Figure 6 shows our attempt to interpret the inner workings of our network. In Figure 6a, we show the examples of the heatmap outputs in a window frame using the Grad-CAM approach. The technique enabled the classification-trained model to not only answer whether a time series contains the location of the complex, but also localize class-specific regions. This provided us with the confidence that the detection of the QRS complexes inside a window frame is because the model correctly focused on the highest discriminative subsequence around R-peak (i.e., the maximum amplitude in the R wave of the ECG signal), and not for unknown reasons.
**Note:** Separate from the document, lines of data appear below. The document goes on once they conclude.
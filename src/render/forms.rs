//! Login, registration, profile and delete-confirmation forms.

use crate::api::types::Meal;
use crate::auth::MIN_PASSWORD_LEN;
use crate::goals::{ActivityLevel, MacroGoals, ProfileForm};

use super::{Notice, escape_html, fmt_1, fmt_int, notice_html};

pub fn login_form(email: &str, notice: Option<&Notice>) -> String {
    format!(
        r#"<section class="card narrow">
<h2>Log in</h2>
{notice}
<form method="post" action="/login">
<label>Email <input type="email" name="email" value="{email}" required autofocus></label>
<label>Password <input type="password" name="password" required></label>
<button type="submit">Log in</button>
</form>
<p class="muted">No account? <a href="/register">Register</a></p>
</section>"#,
        notice = notice_html(notice),
        email = escape_html(email),
    )
}

pub fn register_form(name: &str, email: &str, notice: Option<&Notice>) -> String {
    format!(
        r#"<section class="card narrow">
<h2>Create an account</h2>
{notice}
<form method="post" action="/register">
<label>Name <input type="text" name="name" value="{name}" required autofocus></label>
<label>Email <input type="email" name="email" value="{email}" required></label>
<label>Password <input type="password" name="password" minlength="{min}" required></label>
<label>Confirm password <input type="password" name="confirm_password" minlength="{min}" required></label>
<button type="submit">Register</button>
</form>
<p class="muted">Already registered? <a href="/login">Log in</a></p>
</section>"#,
        notice = notice_html(notice),
        name = escape_html(name),
        email = escape_html(email),
        min = MIN_PASSWORD_LEN,
    )
}

fn select(name: &str, current: &str, options: &[(&str, &str)]) -> String {
    let mut html = format!(r#"<select name="{name}">"#);
    for (value, label) in options {
        let selected = if current.eq_ignore_ascii_case(value) {
            " selected"
        } else {
            ""
        };
        html.push_str(&format!(
            r#"<option value="{value}"{selected}>{label}</option>"#
        ));
    }
    html.push_str("</select>");
    html
}

/// Profile form with the calculated targets alongside.
pub fn profile_form(form: &ProfileForm, goals: Option<&MacroGoals>, notice: Option<&Notice>) -> String {
    let activity: Vec<(&str, &str)> = ActivityLevel::ALL
        .iter()
        .map(|level| {
            let label = match level {
                ActivityLevel::Sedentary => "Sedentary",
                ActivityLevel::Light => "Lightly active",
                ActivityLevel::Moderate => "Moderately active",
                ActivityLevel::Active => "Active",
                ActivityLevel::VeryActive => "Very active",
            };
            (level.as_str(), label)
        })
        .collect();

    let field = |label: &str, name: &str, value: &str, kind: &str| {
        format!(
            r#"<label>{label} <input type="{kind}" name="{name}" value="{}" step="any"></label>"#,
            escape_html(value)
        )
    };

    let goals_html = match goals {
        Some(g) => goals_card(g),
        None => r#"<p class="muted">Fill in the form and press Preview to see your daily targets.</p>"#
            .to_string(),
    };

    format!(
        r#"<h2>Profile &amp; goals</h2>
{notice}
<div class="grid">
<section class="card">
<form method="post" action="/profile" class="profile-form">
{full_name}
{age}
<label>Gender {gender}</label>
{height}
{weight}
<label>Activity {activity}</label>
<label>Primary goal {goal}</label>
{target}
{weekly}
<label>Diet preference {diet}</label>
<label>Health conditions <textarea name="health_conditions">{health}</textarea></label>
<div class="actions">
<button type="submit" name="action" value="preview" class="secondary">Preview</button>
<button type="submit" name="action" value="save">Save</button>
</div>
</form>
</section>
<section class="card">
<h3>Daily targets</h3>
{goals_html}
</section>
</div>"#,
        notice = notice_html(notice),
        full_name = field("Full name", "full_name", &form.full_name, "text"),
        age = field("Age", "age", &form.age, "number"),
        gender = select(
            "gender",
            &form.gender,
            &[("male", "Male"), ("female", "Female"), ("other", "Other")]
        ),
        height = field("Height (cm)", "height", &form.height, "number"),
        weight = field("Weight (kg)", "weight", &form.weight, "number"),
        activity = select("activity_level", &form.activity_level, &activity),
        goal = select(
            "primary_goal",
            &form.primary_goal,
            &[
                ("lose", "Lose weight"),
                ("maintain", "Maintain weight"),
                ("gain", "Gain weight"),
                ("muscle", "Build muscle"),
            ]
        ),
        target = field("Target weight (kg)", "target_weight", &form.target_weight, "number"),
        weekly = field("Weekly change (kg)", "weekly_goal", &form.weekly_goal, "number"),
        diet = select(
            "diet_preference",
            &form.diet_preference,
            &[
                ("", "No preference"),
                ("balanced", "Balanced"),
                ("vegetarian", "Vegetarian"),
                ("vegan", "Vegan"),
                ("keto", "Keto"),
                ("paleo", "Paleo"),
            ]
        ),
        health = escape_html(&form.health_conditions),
    )
}

pub fn goals_card(g: &MacroGoals) -> String {
    format!(
        r#"<dl class="goals">
<dt>BMR</dt><dd>{bmr} kcal</dd>
<dt>TDEE</dt><dd>{tdee} kcal</dd>
<dt>Daily calories</dt><dd><b>{cal} kcal</b></dd>
<dt>Protein</dt><dd>{p} g</dd>
<dt>Carbs</dt><dd>{c} g</dd>
<dt>Fat</dt><dd>{f} g</dd>
</dl>"#,
        bmr = fmt_int(g.bmr),
        tdee = fmt_int(g.tdee),
        cal = fmt_int(g.daily_calories),
        p = fmt_int(g.daily_protein),
        c = fmt_int(g.daily_carbs),
        f = fmt_int(g.daily_fat),
    )
}

/// Confirmation step before a delete. `meal` is the matching entry from
/// today's list when it could be found.
pub fn confirm_delete(meal_id: &str, meal: Option<&Meal>) -> String {
    let what = match meal {
        Some(m) => format!(
            "{} ({}, {} kcal)",
            escape_html(&m.food_name),
            escape_html(&m.meal_type),
            fmt_1(m.calories)
        ),
        None => "this meal".to_string(),
    };
    format!(
        r#"<section class="card narrow">
<h2>Delete meal?</h2>
<p>Are you sure you want to delete {what}?</p>
<form method="post" action="/meals/delete">
<input type="hidden" name="id" value="{id}">
<button type="submit" class="danger">Delete</button>
<a href="/" class="button secondary">Cancel</a>
</form>
</section>"#,
        id = escape_html(meal_id),
    )
}

#[cfg(test)]
mod tests {
    use super::*;

    #[test]
    fn login_form_keeps_escaped_email() {
        let html = login_form(r#"a"b@c.de"#, Some(&Notice::error("Invalid email or password")));
        assert!(html.contains(r#"value="a&quot;b@c.de""#));
        assert!(html.contains("Invalid email or password"));
    }

    #[test]
    fn register_form_enforces_min_length() {
        assert!(register_form("", "", None).contains(r#"minlength="6""#));
    }

    #[test]
    fn profile_form_marks_selected_options() {
        let form = ProfileForm {
            gender: "female".into(),
            activity_level: "very_active".into(),
            primary_goal: "lose".into(),
            ..ProfileForm::default()
        };
        let html = profile_form(&form, None, None);
        assert!(html.contains(r#"<option value="female" selected>"#));
        assert!(html.contains(r#"<option value="very_active" selected>"#));
        assert!(html.contains(r#"<option value="lose" selected>"#));
        assert!(html.contains("press Preview"));
    }

    #[test]
    fn profile_form_shows_goals() {
        let goals = MacroGoals {
            bmr: 1780.0,
            tdee: 2759.0,
            daily_calories: 2759.0,
            daily_protein: 172.0,
            daily_carbs: 310.0,
            daily_fat: 92.0,
        };
        let html = profile_form(&ProfileForm::default(), Some(&goals), None);
        assert!(html.contains("<b>2,759 kcal</b>"));
        assert!(html.contains("172 g"));
    }

    #[test]
    fn confirm_delete_names_meal() {
        let meal = Meal {
            id: "m1".into(),
            food_name: "Toast".into(),
            meal_type: "breakfast".into(),
            calories: 150.0,
            ..Meal::default()
        };
        let html = confirm_delete("m1", Some(&meal));
        assert!(html.contains("Toast (breakfast, 150 kcal)"));
        assert!(html.contains(r#"name="id" value="m1""#));
        assert!(confirm_delete("zz", None).contains("this meal"));
    }
}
Figure 6b,c illustrate the attention mappings for the detections of one of the fQRS complexes by our model on the entire input signals. There were two fQRS complexes and three complexes detected associated with the attention spikes in Figure 6b,c, respectively. Although the maternal ECG signal is the predominant interference source, possessing much greater amplitude than the fetal ECG, our network still managed to pay high attention to the right regions of the waveform that contain fetal QRS complexes. Moreover, when deciding on each window frame, the model not only focused on the local morphology of fQRS complexes, but it also took into account the surrounding complexes to reinforce its decision, which proved the capability of the recurrent layer in our network. Besides the high accuracy, this demonstrates that our model understands the problem properly, which, in turn, makes the model more trustworthy and gives clinicians higher confidence in using it for medical diagnosis.

Figure 6.

Figure 6

Examples of class activation maps for fetal QRS detections: (a) 4 × 100 window frames with annotated fQRS complex (marked in gray); (b) and (d) two input sequences of 4 × 1000 with two fQRS complexes and three fQRS complexes annotated, respectively; (c) two main spikes correspond to the fQRS complex positions of the signals in (b); (e) three main spikes correspond to the fQRS complex positions of the signals in (d).

4. Conclusions

In this work, we explored a highly effective, end-to-end, deep neural network-based approach for the detection of fetal QRS complexes in non-invasive fetal ECG. We extended the novel octave convolution operation to time-series data of the non-invasive fECG, to address the temporal redundancy problem in conventional 1-D CNNs. The improvement in the computation and memory efficiency of the model facilitates its deployment on resource-constrained devices (e.g., wearables). Our proposed method achieved 91.82% of precision and 90.32% of recall on PhysioNet dataset while still demonstrating the robustness in practical scenarios with noisy data. Our approach holds promise to enable fetal and maternal well-being monitoring in the home setting, saving cost and labor as well as supporting the society in special pandemic scenarios such as the COVID-19. Moreover, with an approach to make the model more transparent by the interpretation of its decisions, the method would be better adopted by clinicians to augment diagnosis.

Acknowledgments

The authors would like to thank Q. D. Nguyen, S. Sarafan, and A. M. Naderi at UC Irvine for providing us the new dataset with motion noise and Gaussian noise added.

Author Contributions

Conceptualization, K.V. and H.C.; Data curation, T.L.; Formal analysis, K.V., T.L., A.M.R., and H.C.; Funding acquisition, H.C. and N.D.; Investigation, K.V., T.L., A.M.R., and H.C.; Methodology, K.V., T.L., A.M.R., and H.C.; Project administration, H.C.; Resources, H.C.; Supervision, N.D., A.M.R., and H.C.; Writing—original draft, K.V. and T.L.; Writing—review and editing, N.D., A.M.R., and H.C. All authors have read and agreed to the published version of the manuscript.

Funding

This research was funded by the National Science Foundation CAREER Award #1917105 to Hung Cao.

Conflicts of Interest

The authors declare no conflict of interest.